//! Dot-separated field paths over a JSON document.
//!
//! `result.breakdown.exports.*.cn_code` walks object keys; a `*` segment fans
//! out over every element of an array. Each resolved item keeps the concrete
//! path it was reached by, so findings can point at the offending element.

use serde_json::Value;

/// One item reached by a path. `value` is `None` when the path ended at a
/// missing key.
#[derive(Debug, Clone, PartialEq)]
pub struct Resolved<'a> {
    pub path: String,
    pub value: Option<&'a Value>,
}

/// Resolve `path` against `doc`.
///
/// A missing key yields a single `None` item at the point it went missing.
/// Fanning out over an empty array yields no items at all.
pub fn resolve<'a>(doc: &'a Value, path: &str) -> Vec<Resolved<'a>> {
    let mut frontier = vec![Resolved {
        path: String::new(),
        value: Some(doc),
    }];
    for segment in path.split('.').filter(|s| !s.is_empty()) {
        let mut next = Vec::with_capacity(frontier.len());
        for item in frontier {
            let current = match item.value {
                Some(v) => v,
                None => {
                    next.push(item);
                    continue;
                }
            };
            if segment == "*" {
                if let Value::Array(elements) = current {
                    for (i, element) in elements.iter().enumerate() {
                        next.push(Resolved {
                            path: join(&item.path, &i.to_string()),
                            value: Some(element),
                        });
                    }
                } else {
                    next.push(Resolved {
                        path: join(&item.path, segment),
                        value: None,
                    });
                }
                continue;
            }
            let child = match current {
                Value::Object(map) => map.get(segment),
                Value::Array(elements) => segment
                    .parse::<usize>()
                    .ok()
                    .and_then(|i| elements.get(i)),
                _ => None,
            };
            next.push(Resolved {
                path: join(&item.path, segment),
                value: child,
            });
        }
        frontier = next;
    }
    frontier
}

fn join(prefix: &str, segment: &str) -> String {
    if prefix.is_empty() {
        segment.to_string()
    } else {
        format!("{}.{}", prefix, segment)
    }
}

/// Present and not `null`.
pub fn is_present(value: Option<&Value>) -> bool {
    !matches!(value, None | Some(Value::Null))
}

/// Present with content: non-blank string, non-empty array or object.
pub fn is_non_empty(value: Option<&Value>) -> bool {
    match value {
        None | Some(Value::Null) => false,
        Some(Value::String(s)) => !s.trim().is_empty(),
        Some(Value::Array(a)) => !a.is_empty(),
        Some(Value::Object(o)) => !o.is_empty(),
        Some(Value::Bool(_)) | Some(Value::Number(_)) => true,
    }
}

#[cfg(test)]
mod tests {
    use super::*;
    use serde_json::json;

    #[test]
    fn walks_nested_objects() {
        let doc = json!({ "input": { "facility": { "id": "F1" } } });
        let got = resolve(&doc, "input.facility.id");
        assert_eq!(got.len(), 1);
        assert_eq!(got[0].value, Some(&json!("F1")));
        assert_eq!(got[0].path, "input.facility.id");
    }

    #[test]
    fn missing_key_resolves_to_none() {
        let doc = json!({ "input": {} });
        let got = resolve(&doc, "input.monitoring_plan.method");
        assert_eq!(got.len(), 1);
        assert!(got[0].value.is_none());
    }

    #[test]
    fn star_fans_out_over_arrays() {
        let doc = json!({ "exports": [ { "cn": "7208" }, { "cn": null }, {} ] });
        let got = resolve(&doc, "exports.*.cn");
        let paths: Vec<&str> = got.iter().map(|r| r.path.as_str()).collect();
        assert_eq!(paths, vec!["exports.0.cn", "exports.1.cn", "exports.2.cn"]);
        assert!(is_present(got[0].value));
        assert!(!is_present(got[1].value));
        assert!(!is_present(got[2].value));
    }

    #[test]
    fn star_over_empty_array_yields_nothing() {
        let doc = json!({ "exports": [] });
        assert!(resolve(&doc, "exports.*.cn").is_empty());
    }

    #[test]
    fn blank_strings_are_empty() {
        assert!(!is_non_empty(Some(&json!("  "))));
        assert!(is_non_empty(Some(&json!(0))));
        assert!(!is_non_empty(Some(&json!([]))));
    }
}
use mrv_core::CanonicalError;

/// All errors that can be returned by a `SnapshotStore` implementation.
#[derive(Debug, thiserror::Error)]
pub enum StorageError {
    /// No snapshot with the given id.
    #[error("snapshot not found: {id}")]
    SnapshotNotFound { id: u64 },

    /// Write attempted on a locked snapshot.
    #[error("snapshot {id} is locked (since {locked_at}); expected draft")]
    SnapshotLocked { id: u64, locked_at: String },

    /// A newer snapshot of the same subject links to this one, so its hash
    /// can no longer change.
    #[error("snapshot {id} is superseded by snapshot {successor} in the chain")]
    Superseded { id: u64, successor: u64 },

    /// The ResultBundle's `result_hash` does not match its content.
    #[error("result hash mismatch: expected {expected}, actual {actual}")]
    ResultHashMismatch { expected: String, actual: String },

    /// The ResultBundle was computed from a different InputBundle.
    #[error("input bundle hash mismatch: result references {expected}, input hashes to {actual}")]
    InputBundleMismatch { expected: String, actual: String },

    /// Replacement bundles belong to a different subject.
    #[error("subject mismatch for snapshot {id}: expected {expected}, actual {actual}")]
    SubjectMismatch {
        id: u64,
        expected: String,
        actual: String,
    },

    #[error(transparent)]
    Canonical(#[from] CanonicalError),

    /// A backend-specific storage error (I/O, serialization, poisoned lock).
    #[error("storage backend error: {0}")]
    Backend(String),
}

#### Your instructions
The full listing must come back exactly as given.

#### Response below
//! Dot-separated field paths over a JSON document.
//!
//! `result.breakdown.exports.*.cn_code` walks object keys; a `*` segment fans
//! out over every element of an array. Each resolved item keeps the concrete
//! path it was reached by, so findings can point at the offending element.

use serde_json::Value;

/// One item reached by a path. `value` is `None` when the path ended at a
/// missing key.
#[derive(Debug, Clone, PartialEq)]
pub struct Resolved<'a> {
    pub path: String,
    pub value: Option<&'a Value>,
}

/// Resolve `path` against `doc`.
///
/// A missing key yields a single `None` item at the point it went missing.
/// Fanning out over an empty array yields no items at all.
pub fn resolve<'a>(doc: &'a Value, path: &str) -> Vec<Resolved<'a>> {
    let mut frontier = vec![Resolved {
        path: String::new(),
        value: Some(doc),
    }];
    for segment in path.split('.').filter(|s| !s.is_empty()) {
        let mut next = Vec::with_capacity(frontier.len());
        for item in frontier {
            let current = match item.value {
                Some(v) => v,
                None => {
                    next.push(item);
                    continue;
                }
            };
            if segment == "*" {
                if let Value::Array(elements) = current {
                    for (i, element) in elements.iter().enumerate() {
                        next.push(Resolved {
                            path: join(&item.path, &i.to_string()),
                            value: Some(element),
                        });
                    }
                } else {
                    next.push(Resolved {
                        path: join(&item.path, segment),
                        value: None,
                    });
                }
                continue;
            }
            let child = match current {
                Value::Object(map) => map.get(segment),
                Value::Array(elements) => segment
                    .parse::<usize>()
                    .ok()
                    .and_then(|i| elements.get(i)),
                _ => None,
            };
            next.push(Resolved {
                path: join(&item.path, segment),
                value: child,
            });
        }
        frontier = next;
    }
    frontier
}

fn join(prefix: &str, segment: &str) -> String {
    if prefix.is_empty() {
        segment.to_string()
    } else {
        format!("{}.{}", prefix, segment)
    }
}

/// Present and not `null`.
pub fn is_present(value: Option<&Value>) -> bool {
    !matches!(value, None | Some(Value::Null))
}

/// Present with content: non-blank string, non-empty array or object.
pub fn is_non_empty(value: Option<&Value>) -> bool {
    match value {
        None | Some(Value::Null) => false,
        Some(Value::String(s)) => !s.trim().is_empty(),
        Some(Value::Array(a)) => !a.is_empty(),
        Some(Value::Object(o)) => !o.is_empty(),
        Some(Value::Bool(_)) | Some(Value::Number(_)) => true,
    }
}

#[cfg(test)]
mod tests {
    use super::*;
    use serde_json::json;

    #[test]
    fn walks_nested_objects() {
        let doc = json!({ "input": { "facility": { "id": "F1" } } });
        let got = resolve(&doc, "input.facility.id");
        assert_eq!(got.len(), 1);
        assert_eq!(got[0].value, Some(&json!("F1")));
        assert_eq!(got[0].path, "input.facility.id");
    }

    #[test]
    fn missing_key_resolves_to_none() {
        let doc = json!({ "input": {} });
        let got = resolve(&doc, "input.monitoring_plan.method");
        assert_eq!(got.len(), 1);
        assert!(got[0].value.is_none());
    }

    #[test]
    fn star_fans_out_over_arrays() {
        let doc = json!({ "exports": [ { "cn": "7208" }, { "cn": null }, {} ] });
        let got = resolve(&doc, "exports.*.cn");
        let paths: Vec<&str> = got.iter().map(|r| r.path.as_str()).collect();
        assert_eq!(paths, vec!["exports.0.cn", "exports.1.cn", "exports.2.cn"]);
        assert!(is_present(got[0].value));
        assert!(!is_present(got[1].value));
        assert!(!is_present(got[2].value));
    }

    #[test]
    fn star_over_empty_array_yields_nothing() {
        let doc = json!({ "exports": [] });
        assert!(resolve(&doc, "exports.*.cn").is_empty());
    }

    #[test]
    fn blank_strings_are_empty() {
        assert!(!is_non_empty(Some(&json!("  "))));
        assert!(is_non_empty(Some(&json!(0))));
        assert!(!is_non_empty(Some(&json!([]))));
    }
}
use mrv_core::CanonicalError;

/// All errors that can be returned by a `SnapshotStore` implementation.
#[derive(Debug, thiserror::Error)]
pub enum StorageError {
    /// No snapshot with the given id.
    #[error("snapshot not found: {id}")]
    SnapshotNotFound { id: u64 },

    /// Write attempted on a locked snapshot.
    #[error("snapshot {id} is locked (since {locked_at}); expected draft")]
    SnapshotLocked { id: u64, locked_at: String },

    /// A newer snapshot of the same subject links to this one, so its hash
    /// can no longer change.
    #[error("snapshot {id} is superseded by snapshot {successor} in the chain")]
    Superseded { id: u64, successor: u64 },

    /// The ResultBundle's `result_hash` does not match its content.
    #[error("result hash mismatch: expected {expected}, actual {actual}")]
    ResultHashMismatch { expected: String, actual: String },

    /// The ResultBundle was computed from a different InputBundle.
    #[error("input bundle hash mismatch: result references {expected}, input hashes to {actual}")]
    InputBundleMismatch { expected: String, actual: String },

    /// Replacement bundles belong to a different subject.
    #[error("subject mismatch for snapshot {id}: expected {expected}, actual {actual}")]
    SubjectMismatch {
        id: u64,
        expected: String,
        actual: String,
    },

    #[error(transparent)]
    Canonical(#[from] CanonicalError),

    /// A backend-specific storage error (I/O, serialization, poisoned lock).
    #[error("storage backend error: {0}")]
    Backend(String),
}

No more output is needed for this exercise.